Within the coming days, Israel’s propaganda arm will be working overtime, churning out statements of vitriolic rhetoric, with the Kingdom of Jordan the target of its spleen. And Israeli diplomats will be doing their utmost to tarnish the international reputation of the kingdom in the coming days, claiming — as always — that a great wrong has been committed once more against that hateful and spiteful nation that cares not one scintilla about what the international community makes of its illegal, immoral and repugnant actions down the years.

The cause will be the fact that Jordan’s King Abdullah II has said that his nation will not renew parts of its landmark peace treaty with the Israeli regime. Already, an Israeli minister has said that the right-ring government of Prime Minister Benjamin Netanyahu will cut off water supplies to the kingdom — surely an act of aggression and deliberate hatred if ever another example was needed of Israel’s callousness. In a statement on Sunday, King Abdullah said he would be pulling out of two annexes of the 1994 agreement, clauses that temporarily allowed Israel to lease two small areas, Al Baqoura and Al Ghumr, from the Jordanians for 25 years. Under the terms of the treaty, Jordan has the right to give notice — and that notice period ends Thursday — to end the temporary arrangement. It has formally given such notice, which explains Israel’s visceral reaction to Jordan’s explicit and agreed right to act and exercise its rights and proactively flex its national sovereignty. Naturally, the attitude in the occupation administration that only Israel has any such rights, and all else, be it Palestinians, Arabs from 1948 areas, or anyone else in the region, must live with those actions.

The truth is that Jordan is well within its rights to give notice of the termination of those leases, and for the past quarter century the leaseholders there have enjoyed the benefits of farming and living off land that is expressly Jordanian. Certainly, the threat from Israel to turn off water represents a serious act of intimidation, one that undermines the peace between neighbours and rips up the very terms of that 1994 peace agreement.
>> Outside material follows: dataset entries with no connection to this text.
//! On-disk finding storage.
//!
//! ```text
//! <project>/.cifuzz-findings/<name>/finding.json
//!                                  /crashing-input
//!                                  /.lock
//! ```

use crate::finding::Finding;
use crate::lock::FileLock;
use std::cmp::Reverse;
use std::env;
use std::fs::{self, File};
use std::io::{self, BufReader, BufWriter, Write};
use std::path::{Component, Path, PathBuf};
use tempfile::NamedTempFile;
use thiserror::Error;
use tracing::{debug, warn};

pub const FINDINGS_DIR: &str = ".cifuzz-findings";
const JSON_FILE: &str = "finding.json";
const CRASHING_INPUT: &str = "crashing-input";
const LOCK_FILE: &str = ".lock";

#[derive(Error, Debug)]
pub enum StoreError {
    #[error("Finding {0} does not exist")]
    NotFound(String),
    #[error("Finding {0} has no input file to copy")]
    MissingInput(String),
    #[error("Failed to {action} {path:?}: {source}")]
    Io {
        action: &'static str,
        path: PathBuf,
        source: io::Error,
    },
    #[error("Failed to parse finding {path:?}: {source}")]
    Parse {
        path: PathBuf,
        source: serde_json::Error,
    },
    #[error("Failed to serialize finding {name}: {source}")]
    Serialize {
        name: String,
        source: serde_json::Error,
    },
}

impl StoreError {
    fn io<'a>(action: &'static str, path: &'a Path) -> impl FnOnce(io::Error) -> Self + 'a {
        move |source| StoreError::Io {
            action,
            path: path.to_path_buf(),
            source,
        }
    }

    pub fn is_not_found(&self) -> bool {
        matches!(self, StoreError::NotFound(_))
    }
}

/// Result of [`FindingStore::save`].
#[derive(Debug, Clone, Copy, PartialEq, Eq)]
pub enum SaveOutcome {
    Saved,
    /// A record with the same name exists; it was left unchanged.
    AlreadyExists,
}

#[derive(Debug, Clone)]
pub struct FindingStore {
    project_dir: PathBuf,
}

impl FindingStore {
    pub fn new(project_dir: impl Into<PathBuf>) -> Self {
        Self {
            project_dir: project_dir.into(),
        }
    }

    pub fn project_dir(&self) -> &Path {
        &self.project_dir
    }

    pub fn findings_dir(&self) -> PathBuf {
        self.project_dir.join(FINDINGS_DIR)
    }

    pub fn finding_dir(&self, name: &str) -> PathBuf {
        self.findings_dir().join(name)
    }

    fn json_path(&self, name: &str) -> PathBuf {
        self.finding_dir(name).join(JSON_FILE)
    }

    pub fn exists(&self, name: &str) -> bool {
        self.json_path(name).is_file()
    }

    /// Writes the finding's JSON record. An existing record is never
    /// overwritten.
    pub fn save(&self, finding: &Finding) -> Result<SaveOutcome, StoreError> {
        let dir = self.finding_dir(&finding.name);
        fs::create_dir_all(&dir).map_err(StoreError::io("create", &dir))?;

        let json = serde_json::to_vec_pretty(finding).map_err(|source| StoreError::Serialize {
            name: finding.name.clone(),
            source,
        })?;

        let path = dir.join(JSON_FILE);
        let mut tmp = NamedTempFile::new_in(&dir).map_err(StoreError::io("create", &dir))?;
        tmp.write_all(&json)
            .map_err(StoreError::io("write", tmp.path()))?;
        // persist_noclobber fails instead of replacing a concurrent writer's record
        match tmp.persist_noclobber(&path) {
            Ok(_) => {
                debug!("Saved finding {} to {}", finding.name, path.display());
                Ok(SaveOutcome::Saved)
            }
            Err(e) if e.error.kind() == io::ErrorKind::AlreadyExists => {
                debug!("Finding {} already exists, not overwriting", finding.name);
                Ok(SaveOutcome::AlreadyExists)
            }
            Err(e) => Err(StoreError::Io {
                action: "write",
                path,
                source: e.error,
            }),
        }
    }

    /// Copies the finding's crashing input into its finding directory and
    /// into `seed_corpus_dir`, then rewrites `input_file` relative to the
    /// project directory and scrubs the original path from the logs.
    ///
    /// Serialized across processes by the finding's lock file.
    pub fn copy_input_file_and_update(
        &self,
        finding: &mut Finding,
        seed_corpus_dir: &Path,
    ) -> Result<(), StoreError> {
        let dir = self.finding_dir(&finding.name);
        fs::create_dir_all(&dir).map_err(StoreError::io("create", &dir))?;
        let lock_path = dir.join(LOCK_FILE);
        let _lock = FileLock::acquire(&lock_path).map_err(StoreError::io("lock", &lock_path))?;

        let input = finding
            .input_file
            .clone()
            .ok_or_else(|| StoreError::MissingInput(finding.name.clone()))?;

        let target = dir.join(CRASHING_INPUT);
        copy_atomically(&input, &target)?;

        fs::create_dir_all(seed_corpus_dir).map_err(StoreError::io("create", seed_corpus_dir))?;
        let seed_path = seed_corpus_dir.join(&finding.name);
        copy_atomically(&input, &seed_path)?;
        finding.seed_path = Some(seed_path);

        // Logs may be shared, so they must not reveal the local directory
        // layout.
        let cwd = env::current_dir().map_err(StoreError::io("resolve", Path::new(".")))?;
        let shown = relative_path(&absolute(&target, &cwd), &cwd);
        let original = input.display().to_string();
        let replacement = shown.display().to_string();
        for line in &mut finding.logs {
            if line.contains(&original) {
                *line = line.replace(&original, &replacement);
            }
        }
        debug!("Copied input file from {} to {}", original, target.display());

        let project_dir = absolute(&self.project_dir, &cwd);
        finding.input_file = Some(relative_path(&absolute(&target, &cwd), &project_dir));
        Ok(())
    }

    /// All findings, newest first. A missing findings directory is empty.
    /// Directories without a record, left behind when saving was
    /// interrupted after the input was copied, are skipped.
    pub fn list(&self) -> Result<Vec<Finding>, StoreError> {
        let dir = self.findings_dir();
        let entries = match fs::read_dir(&dir) {
            Ok(entries) => entries,
            Err(e) if e.kind() == io::ErrorKind::NotFound => return Ok(Vec::new()),
            Err(e) => return Err(StoreError::io("read", &dir)(e)),
        };

        let mut findings = Vec::new();
        for entry in entries {
            let entry = entry.map_err(StoreError::io("read", &dir))?;
            if !entry.path().is_dir() {
                continue;
            }
            let name = entry.file_name().to_string_lossy().into_owned();
            match self.load(&name) {
                Ok(finding) => findings.push(finding),
                Err(StoreError::NotFound(_)) => {
                    warn!("Skipping finding {}: {} is missing", name, JSON_FILE);
                }
                Err(e) => return Err(e),
            }
        }
        findings.sort_by_key(|f| Reverse(f.created_at));
        Ok(findings)
    }

    pub fn load(&self, name: &str) -> Result<Finding, StoreError> {
        let path = self.json_path(name);
        let file = match File::open(&path) {
            Ok(file) => file,
            Err(e) if e.kind() == io::ErrorKind::NotFound => {
                return Err(StoreError::NotFound(name.to_string()));
            }
            Err(e) => return Err(StoreError::io("open", &path)(e)),
        };
        serde_json::from_reader(BufReader::new(file))
            .map_err(|source| StoreError::Parse { path, source })
    }
}

/// Readers of `dest` see either the old file or the complete new one.
fn copy_atomically(src: &Path, dest: &Path) -> Result<(), StoreError> {
    let dir = dest.parent().unwrap_or(Path::new("."));
    let tmp = NamedTempFile::new_in(dir).map_err(StoreError::io("create", dir))?;
    let mut reader = File::open(src).map_err(StoreError::io("open", src))?;
    {
        let mut writer = BufWriter::new(tmp.as_file());
        io::copy(&mut reader, &mut writer).map_err(StoreError::io("copy", src))?;
        writer.flush().map_err(StoreError::io("write", tmp.path()))?;
    }
    tmp.persist(dest).map_err(|e| StoreError::Io {
        action: "write",
        path: dest.to_path_buf(),
        source: e.error,
    })?;
    Ok(())
}

fn absolute(path: &Path, cwd: &Path) -> PathBuf {
    if path.is_absolute() {
        path.to_path_buf()
    } else {
        cwd.join(path)
    }
}

/// `path` expressed relative to `base`. Both must be absolute.
fn relative_path(path: &Path, base: &Path) -> PathBuf {
    let path: Vec<Component> = normalized(path);
    let base: Vec<Component> = normalized(base);
    let common = path
        .iter()
        .zip(base.iter())
        .take_while(|(a, b)| a == b)
        .count();

    let mut rel = PathBuf::new();
    for _ in common..base.len() {
        rel.push("..");
    }
    for component in &path[common..] {
        rel.push(component.as_os_str());
    }
    if rel.as_os_str().is_empty() {
        rel.push(".");
    }
    rel
}

fn normalized(path: &Path) -> Vec<Component<'_>> {
    let mut out: Vec<Component> = Vec::new();
    for component in path.components() {
        match component {
            Component::CurDir => {}
            Component::ParentDir => {
                if matches!(out.last(), Some(Component::Normal(_))) {
                    out.pop();
                }
            }
            other => out.push(other),
        }
    }
    out
}
impl<'a> CoverageGenerator<'a> {
    pub fn new(options: CoverageOptions, finder: &'a dyn ToolFinder) -> Result<Self, CoverageError> {
        let tmp = tempfile::Builder::new()
            .prefix("llvm-coverage-")
            .tempdir()
            .map_err(CoverageError::io("create", &std::env::temp_dir()))?;
        let output_dir = tmp.path().join("output");
        fs::create_dir(&output_dir).map_err(CoverageError::io("create", &output_dir))?;
        Ok(Self {
            options,
            finder,
            tmp,
            output_dir,
        })
    }

    /// Runs the fuzz test over its corpus and produces the report.
    pub fn generate(&self, cancel: &CancelToken) -> Result<CoverageReport, CoverageError> {
        self.run(cancel)?;
        self.index_raw_profiles()?;

        let summary_lcov = self.export_lcov(true)?;
        let summary = parse_lcov(summary_lcov.as_slice())
            .map_err(CoverageError::io("parse", &self.profdata_path()))?;

        let report_path = match self.options.output_format {
            OutputFormat::Html => Some(self.html_report()?),
            OutputFormat::Lcov => Some(self.lcov_report()?),
            OutputFormat::None => None,
        };
        Ok(CoverageReport {
            summary,
            report_path,
        })
    }

    fn executable(&self) -> &Path {
        &self.options.build.executable
    }

    fn executable_name(&self) -> String {
        self.executable()
            .file_name()
            .map(|n| n.to_string_lossy().into_owned())
            .unwrap_or_else(|| "fuzz_test".to_string())
    }

    /// User corpus dirs, then the build's seed and generated corpora if
    /// they exist, all with symlinks resolved so they can be bound into
    /// the sandbox.
    fn corpus_dirs(&self) -> Result<Vec<PathBuf>, CoverageError> {
        let build = &self.options.build;
        let optional = [&build.seed_corpus, &build.generated_corpus]
            .into_iter()
            .flatten()
            .filter(|dir| dir.exists());
        self.options
            .seed_corpus_dirs
            .iter()
            .chain(optional)
            .map(|dir| fs::canonicalize(dir).map_err(CoverageError::io("resolve", dir)))
            .collect()
    }

    fn raw_profile_pattern(&self, continuous: bool) -> String {
        // %m gives each executable and shared library its own file; %c
        // expands to nothing and turns on continuous mode.
        let base = if continuous { "%c%m.profraw" } else { "%m.profraw" };
        self.output_dir.join(base).display().to_string()
    }

    fn run(&self, cancel: &CancelToken) -> Result<(), CoverageError> {
        info!("Running {} on corpus", self.executable_name());
        debug!("Executable: {}", self.executable().display());

        let corpus_dirs = self.corpus_dirs()?;
        let continuous = supports_continuous_mode(self.executable())?;

        let mut env = EnvOverlay::new();
        env.set("LLVM_PROFILE_FILE", &self.raw_profile_pattern(continuous))?;
        env.set(NO_CIFUZZ_ENV, "1")?;

        let empty_input_dir = self.output_dir.join("empty-file-corpus");
        let merge_target = self.output_dir.join("merge-target");
        let artifacts = self.output_dir.join("merge-artifacts");
        for dir in [&empty_input_dir, &merge_target, &artifacts] {
            fs::create_dir(dir).map_err(CoverageError::io("create", dir))?;
        }
        let empty_file = empty_input_dir.join("empty_file");
        fs::write(&empty_file, b"").map_err(CoverageError::io("create", &empty_file))?;

        // Crashing inputs are already known, the artifacts of a coverage
        // run are discarded with the temp dir.
        let artifact_arg = format!("-artifact_prefix={}/", artifacts.display());

        // Merge mode skips the empty input, which fuzzing runs always try
        // first. Crashes on it are expected and ignored.
        if let Err(e) = self.run_fuzzer(
            &[artifact_arg.clone(), "-runs=0".to_string()],
            std::slice::from_ref(&empty_input_dir),
            &env,
            cancel,
        ) {
            if cancel.is_cancelled() {
                return Err(CoverageError::Cancelled);
            }
            debug!("Ignoring failure on the empty input: {}", e);
        }

        let mut merge_dirs = vec![merge_target];
        merge_dirs.extend(corpus_dirs);
        self.run_fuzzer(&[artifact_arg, "-merge=1".to_string()], &merge_dirs, &env, cancel)
    }

    fn run_fuzzer(
        &self,
        flags: &[String],
        corpus_dirs: &[PathBuf],
        env: &EnvOverlay,
        cancel: &CancelToken,
    ) -> Result<(), CoverageError> {
        let mut args = vec![self.executable().display().to_string()];
        args.extend(flags.iter().cloned());
        args.extend(corpus_dirs.iter().map(|d| d.display().to_string()));

        let mut session = None;
        if self.options.use_sandbox {
            let mut sandbox = SandboxOptions::new(args.clone()).with_env();
            sandbox.bindings.push(Binding::read_only(self.executable()));
            sandbox
                .bindings
                .extend(corpus_dirs.iter().map(|d| Binding::read_only(d)));
            sandbox.output_dir = Some(self.output_dir.clone());
            if self.options.extra_bindings.is_some() {
                sandbox.extra_bindings = self.options.extra_bindings.clone();
            }
            let created = session.insert(SandboxSession::new(sandbox, self.finder)?);
            args = created.args().to_vec();
        }
        let sandboxed = session.is_some();

        let command = ProcessCommand::new(args, env.clone());
        let result = process::supervise(&command, cancel, |line| {
            let text = line.text();
            if sandboxed && is_minijail_log_line(text) {
                return;
            }
            debug!("{}", text);
        });

        if let Some(mut session) = session {
            session.cleanup();
        }
        if cancel.is_cancelled() {
            return Err(CoverageError::Cancelled);
        }

        let exit = result?;
        if exit.success() {
            Ok(())
        } else {
            Err(CoverageError::Command {
                command: command.command_line(),
                status: exit.status.to_string(),
                stderr_tail: exit.stderr_tail,
            })
        }
    }

    fn profdata_path(&self) -> PathBuf {
        self.tmp
            .path()
            .join(format!("{}.profdata", self.executable_name()))
    }

    fn index_raw_profiles(&self) -> Result<(), CoverageError> {
        let mut raw_profiles = Vec::new();
        let entries =
            fs::read_dir(&self.output_dir).map_err(CoverageError::io("read", &self.output_dir))?;
        for entry in entries {
            let path = entry.map_err(CoverageError::io("read", &self.output_dir))?.path();
            if path.extension().is_some_and(|ext| ext == "profraw") {
                raw_profiles.push(path);
            }
        }
        if raw_profiles.is_empty() {
            return Err(CoverageError::NoRawProfiles {
                executable: self.executable().to_path_buf(),
                pattern: self.raw_profile_pattern(false),
            });
        }
        raw_profiles.sort();

        let profdata = self.finder.tool_path(Tool::LlvmProfdata)?;
        let mut cmd = Command::new(profdata);
        cmd.args(["merge", "-sparse", "-o"])
            .arg(self.profdata_path())
            .args(&raw_profiles);
        run_tool(cmd)?;
        Ok(())
    }

    fn ignore_includes_arg(&self) -> Result<String, CoverageError> {
        let include_dir = self.finder.tool_path(Tool::IncludeDir)?;
        Ok(format!(
            "-ignore-filename-regex={}/.*",
            regex::escape(&include_dir.display().to_string())
        ))
    }

    /// Runs `llvm-cov export -format=lcov` over the executable and its
    /// instrumented shared libraries and returns the tracefile.
    fn export_lcov(&self, summary_only: bool) -> Result<Vec<u8>, CoverageError> {
        let llvm_cov = self.finder.tool_path(Tool::LlvmCov)?;
        let mut cmd = Command::new(llvm_cov);
        cmd.args(["export", "-format=lcov"]);
        if summary_only {
            cmd.arg("-summary-only");
        }
        cmd.arg(self.ignore_includes_arg()?);
        cmd.arg(format!("-instr-profile={}", self.profdata_path().display()));

        cmd.arg(self.executable());
        if let Some(flag) = arch_flag(self.executable())? {
            cmd.arg(flag);
        }
        for object in self.options.build.instrumented_objects() {
            cmd.arg(format!("-object={}", object.display()));
            if let Some(flag) = arch_flag(object)? {
                cmd.arg(flag);
            }
        }
        Ok(run_tool(cmd)?.stdout)
    }

    fn lcov_report(&self) -> Result<PathBuf, CoverageError> {
        let report = self.export_lcov(false)?;
        // Not a temp dir: an lcov file is only useful if it stays around.
        let path = self
            .options
            .output_path
            .clone()
            .unwrap_or_else(|| PathBuf::from(format!("{}.coverage.lcov", self.executable_name())));
        fs::write(&path, report).map_err(CoverageError::io("write", &path))?;
        debug!("Created lcov trace file: {}", path.display());
        Ok(path)
    }

    fn html_report(&self) -> Result<PathBuf, CoverageError> {
        let report = self.export_lcov(false)?;
        let lcov_file = self.tmp.path().join("coverage.lcov");
        fs::write(&lcov_file, report).map_err(CoverageError::io("write", &lcov_file))?;

        let output = match &self.options.output_path {
            Some(path) => path.clone(),
            None => {
                let dir = tempfile::Builder::new()
                    .prefix("coverage-")
                    .tempdir()
                    .map_err(CoverageError::io("create", &std::env::temp_dir()))?;
                dir.keep().join(self.executable_name())
            }
        };

        let genhtml = self.finder.tool_path(Tool::GenHtml)?;
        let mut cmd = Command::new(genhtml);
        cmd.arg("--prefix")
            .arg(&self.options.project_dir)
            .arg("--output")
            .arg(&output)
            .arg(&lcov_file)
            .current_dir(&self.options.project_dir);
        run_tool(cmd)?;
        Ok(output)
    }
}
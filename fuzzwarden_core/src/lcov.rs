//! Parsing of lcov tracefiles as produced by `llvm-cov export
//! -format=lcov -summary-only`, and the coverage table printed after a
//! coverage run.

use std::io::{self, BufRead, Write};
use tracing::debug;

/// Hit and found counters of one metric.
#[derive(Debug, Clone, Copy, PartialEq, Eq, Default)]
pub struct Counter {
    pub hit: u64,
    pub found: u64,
}

impl Counter {
    /// Percentage covered, 100 when there is nothing to cover.
    pub fn percent(&self) -> f64 {
        if self.found == 0 {
            100.0
        } else {
            self.hit as f64 * 100.0 / self.found as f64
        }
    }

    fn add(&mut self, other: Counter) {
        self.hit += other.hit;
        self.found += other.found;
    }

    fn cell(&self) -> String {
        format!("{} / {} ({:.1}%)", self.hit, self.found, self.percent())
    }
}

#[derive(Debug, Clone, PartialEq, Eq, Default)]
pub struct FileCoverage {
    pub path: String,
    pub functions: Counter,
    pub lines: Counter,
    pub branches: Counter,
}

#[derive(Debug, Clone, PartialEq, Eq, Default)]
pub struct CoverageSummary {
    pub files: Vec<FileCoverage>,
}

impl CoverageSummary {
    pub fn total(&self) -> FileCoverage {
        let mut total = FileCoverage {
            path: "Total".to_string(),
            ..Default::default()
        };
        for file in &self.files {
            total.functions.add(file.functions);
            total.lines.add(file.lines);
            total.branches.add(file.branches);
        }
        total
    }

    pub fn is_empty(&self) -> bool {
        self.files.is_empty()
    }

    /// Writes one row per source file plus a total row.
    pub fn write_table<W: Write>(&self, out: &mut W) -> io::Result<()> {
        const HEADER: [&str; 4] = [
            "File",
            "Functions Hit/Found",
            "Lines Hit/Found",
            "Branches Hit/Found",
        ];

        let cells = |f: &FileCoverage| {
            [
                f.path.clone(),
                f.functions.cell(),
                f.lines.cell(),
                f.branches.cell(),
            ]
        };
        let rows: Vec<[String; 4]> = self.files.iter().map(cells).collect();
        let total_row = cells(&self.total());

        let mut widths = HEADER.map(str::len);
        for row in rows.iter().chain(std::iter::once(&total_row)) {
            for (width, cell) in widths.iter_mut().zip(row) {
                *width = (*width).max(cell.len());
            }
        }

        let line = |cells: [&str; 4]| {
            format!(
                "{:<w0$} | {:>w1$} | {:>w2$} | {:>w3$}",
                cells[0],
                cells[1],
                cells[2],
                cells[3],
                w0 = widths[0],
                w1 = widths[1],
                w2 = widths[2],
                w3 = widths[3],
            )
        };
        let separator = "-".repeat(widths.iter().sum::<usize>() + 9);

        writeln!(out, "{}", line(HEADER))?;
        writeln!(out, "{separator}")?;
        for row in &rows {
            writeln!(out, "{}", line(row.each_ref().map(String::as_str)))?;
        }
        writeln!(out, "{separator}")?;
        writeln!(out, "{}", line(total_row.each_ref().map(String::as_str)))
    }
}

/// Reads the summary records of an lcov tracefile. Per-line records
/// (`DA`, `FN`, ...) and unknown records are ignored.
pub fn parse_lcov<R: BufRead>(reader: R) -> io::Result<CoverageSummary> {
    let mut summary = CoverageSummary::default();
    let mut current: Option<FileCoverage> = None;

    for line in reader.lines() {
        let line = line?;
        let line = line.trim();
        if line == "end_of_record" {
            if let Some(file) = current.take() {
                summary.files.push(file);
            }
            continue;
        }
        let Some((key, value)) = line.split_once(':') else {
            continue;
        };
        if key == "SF" {
            current = Some(FileCoverage {
                path: value.to_string(),
                ..Default::default()
            });
            continue;
        }
        let Some(file) = current.as_mut() else {
            continue;
        };
        let counter = match key {
            "FNF" | "FNH" => &mut file.functions,
            "LF" | "LH" => &mut file.lines,
            "BRF" | "BRH" => &mut file.branches,
            _ => continue,
        };
        let Ok(count) = value.parse::<u64>() else {
            debug!("Ignoring malformed lcov record {:?}", line);
            continue;
        };
        if key.ends_with('F') {
            counter.found = count;
        } else {
            counter.hit = count;
        }
    }

    // tolerate a missing final end_of_record
    if let Some(file) = current {
        summary.files.push(file);
    }
    Ok(summary)
}

#[cfg(test)]
mod tests {
    use super::*;

    const REPORT: &str = "\
SF:/project/src/explore_me.cpp
FN:5,_Z9exploreMeiiNSt7__cxx1112basic_stringIcSt11char_traitsIcESaIcEEE
FNF:2
FNH:1
DA:5,3
LF:10
LH:7
BRF:4
BRH:3
end_of_record
SF:/project/src/util.cpp
FNF:1
FNH:1
LF:4
LH:4
BRF:0
BRH:0
end_of_record
";

    #[test]
    fn parses_summary_records() {
        let summary = parse_lcov(REPORT.as_bytes()).unwrap();
        assert_eq!(summary.files.len(), 2);

        let first = &summary.files[0];
        assert_eq!(first.path, "/project/src/explore_me.cpp");
        assert_eq!(first.functions, Counter { hit: 1, found: 2 });
        assert_eq!(first.lines, Counter { hit: 7, found: 10 });
        assert_eq!(first.branches, Counter { hit: 3, found: 4 });

        let total = summary.total();
        assert_eq!(total.functions, Counter { hit: 2, found: 3 });
        assert_eq!(total.lines, Counter { hit: 11, found: 14 });
        assert_eq!(total.branches.percent(), 75.0);
    }

    #[test]
    fn empty_counters_are_fully_covered() {
        assert_eq!(Counter::default().percent(), 100.0);
    }

    #[test]
    fn tolerates_missing_end_of_record_and_junk() {
        let summary = parse_lcov("TN:\nLF:3\nSF:a.c\nLF:x\nLH:2\n".as_bytes()).unwrap();
        assert_eq!(summary.files.len(), 1);
        assert_eq!(summary.files[0].lines, Counter { hit: 2, found: 0 });
    }

    #[test]
    fn table_has_a_row_per_file_and_a_total() {
        let summary = parse_lcov(REPORT.as_bytes()).unwrap();
        let mut out = Vec::new();
        summary.write_table(&mut out).unwrap();
        let table = String::from_utf8(out).unwrap();

        let lines: Vec<&str> = table.lines().collect();
        assert_eq!(lines.len(), 6);
        assert!(lines[0].starts_with("File"));
        assert!(lines[2].starts_with("/project/src/explore_me.cpp"));
        assert!(lines[2].contains("1 / 2 (50.0%)"));
        assert!(lines[5].starts_with("Total"));
        assert!(lines[5].contains("11 / 14 (78.6%)"));
    }
}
There are numerous examples through history of nations exercising their sovereign rights and giving notice that lease holdings of territory can come to an end. One need look no further than the handovers of Macau and Hong Kong as legitimate examples of how such transactions have been accommodated and accomplished. The difference this time, however, is that Israel has never been one to play by international rules and is solely interested in exercising its sanctimonious belief in its illegal sovereignty. Jordan should not sway to Israeli intimidation.